In our country India too, big industrial houses have come to recognize the need for managerial economists, and there are frequent advertisements for such positions. Capital Management Capital is the life of the modern business. Because sales revenue and profits of the firm and industry are affected by the macroeconomic environment, managerial economics must relate the concept of macroeconomics to the problems of the business firm. Managerial economics focuses attention on these social obligations as constraints subject to which business decisions are to be taken. Economic theory and theory of decision making appear to be in conflict, each based on different set of assumptions. Briefly, capital management implies planning and trolls of capital expenditure.
The nature of the assumptions and benefits, 3. For instance, the goal or the mission of a hospital would be to treat as many patients as possible, subject to the condition that its standard of performance quality of medical care does not fall. The accounting techniques are very essential for the success of the firm because profit maximisation is the major objective of the firm. The experimental method may be usefully applied to those aspects of managerial behaviour which call for accurate and logical thinking. Management Economics teaches us that any business is required to make proper management to move forward. What phase of trade cycle is going to occur in the near future? The primary goal of a manufacturing firm is to maximize its total profit.

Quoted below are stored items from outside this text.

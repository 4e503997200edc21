//! Bounded wait: race a lookup against a deadline.
//!
//! The lookup runs as its own task. If the deadline elapses first the caller
//! gets the fallback value and the task is detached: it may still finish, but
//! its output is dropped and nothing observes it.

use std::future::Future;
use std::time::Duration;

#[derive(Debug, Clone, Copy, PartialEq, Eq)]
pub enum FallbackReason {
    /// The deadline elapsed before the lookup finished.
    DeadlineElapsed,
    /// The lookup task panicked or was cancelled.
    LookupAborted,
}

/// Which side of the race produced the value.
#[derive(Debug, Clone, PartialEq, Eq)]
pub enum Settled<T> {
    Lookup(T),
    Fallback { value: T, reason: FallbackReason },
}

impl<T> Settled<T> {
    pub fn into_value(self) -> T {
        match self {
            Settled::Lookup(value) | Settled::Fallback { value, .. } => value,
        }
    }

    #[must_use]
    pub const fn is_fallback(&self) -> bool {
        matches!(self, Settled::Fallback { .. })
    }

    #[must_use]
    pub const fn fallback_reason(&self) -> Option<FallbackReason> {
        match self {
            Settled::Lookup(_) => None,
            Settled::Fallback { reason, .. } => Some(*reason),
        }
    }
}

/// Run `lookup` with at most `deadline` to finish.
///
/// `fallback` is called at most once, and only when the lookup did not
/// deliver in time.
pub async fn within_deadline<F, T>(
    lookup: F,
    deadline: Duration,
    fallback: impl FnOnce(FallbackReason) -> T,
) -> Settled<T>
where
    F: Future<Output = T> + Send + 'static,
    T: Send + 'static,
{
    let task = tokio::spawn(lookup);

    // Dropping the JoinHandle on timeout detaches the task without aborting it.
    match tokio::time::timeout(deadline, task).await {
        Ok(Ok(value)) => Settled::Lookup(value),
        Ok(Err(err)) => {
            tracing::warn!(error = %err, "Lookup task aborted; using fallback");
            let reason = FallbackReason::LookupAborted;
            Settled::Fallback {
                value: fallback(reason),
                reason,
            }
        }
        Err(_) => {
            tracing::debug!(
                deadline_ms = deadline.as_millis(),
                "Lookup exceeded deadline; using fallback"
            );
            let reason = FallbackReason::DeadlineElapsed;
            Settled::Fallback {
                value: fallback(reason),
                reason,
            }
        }
    }
}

In order to decide the amount of goods and services to be produced, the managers use methods of demand forecasting. Nothing will build management confidence in a managerial economist more quickly and thoroughly than a record of successful forecasts, well-documented in advance and modestly evaluated when the actual results become available. In other cases, an apparent failure does nobody any harm. Decision making is both a managerial function and an organisational process. A similar change is happening all over the world, including in China. The knowledge of the pricing of a product under conditions of oligopoly is also essential. The economy is the institutional structure through which individuals and firms in a society coordinate their desires.
Some writers have ventured to call it applied microeconomics or price theory in the service of business executives. These relate to social and political environment in which a business and industrial firm has to operate. Thus, Like we told someone to do this work and how much you can do that work. Secondly, it also incorporates useful ideas from other disciplines such a psychology, sociology, etc. For, it is well-known that if management does not understand, it will almost automatically reject. Business decisions about the future require the businessmen to choose among alternatives, and to do this, it is necessary to know the costs involved. Secondly, he must establish and maintain many contacts with individuals and data sources, which would not be immediately available to the other members of the management.
Now let us discuss Nature and scope of managerial economics in detail. Managerial Economics and Mathematics : Mathematics is yet another important subject closely related to managerial economics. The stress is on applied economic analysis. The firm, for instance, must decide which is its niche market-domestic or foreign? It deals with the use of economic concepts and principles of business decision making. The micro-economic analysis may be undertaken at three levels: i The equalisation of individual consumers and produces; ii The equalization of the single market; iii The simultaneous equilibrium of all markets.
Measurement of the Efficiency of the Firm Managerial Economics provides useful tools for managers in measuring the efficiency of the business firm. Economic theory is based on certain assumptions. It has come to be realized that business part from its obligations to shareholders has certain social obligations. Managerial Economics and Economic Theory Traditional Economics : Economics has two major branches: microeconomics and macroeconomics. On examining this matter, managerial economics seems like science, because it also has rules and principles.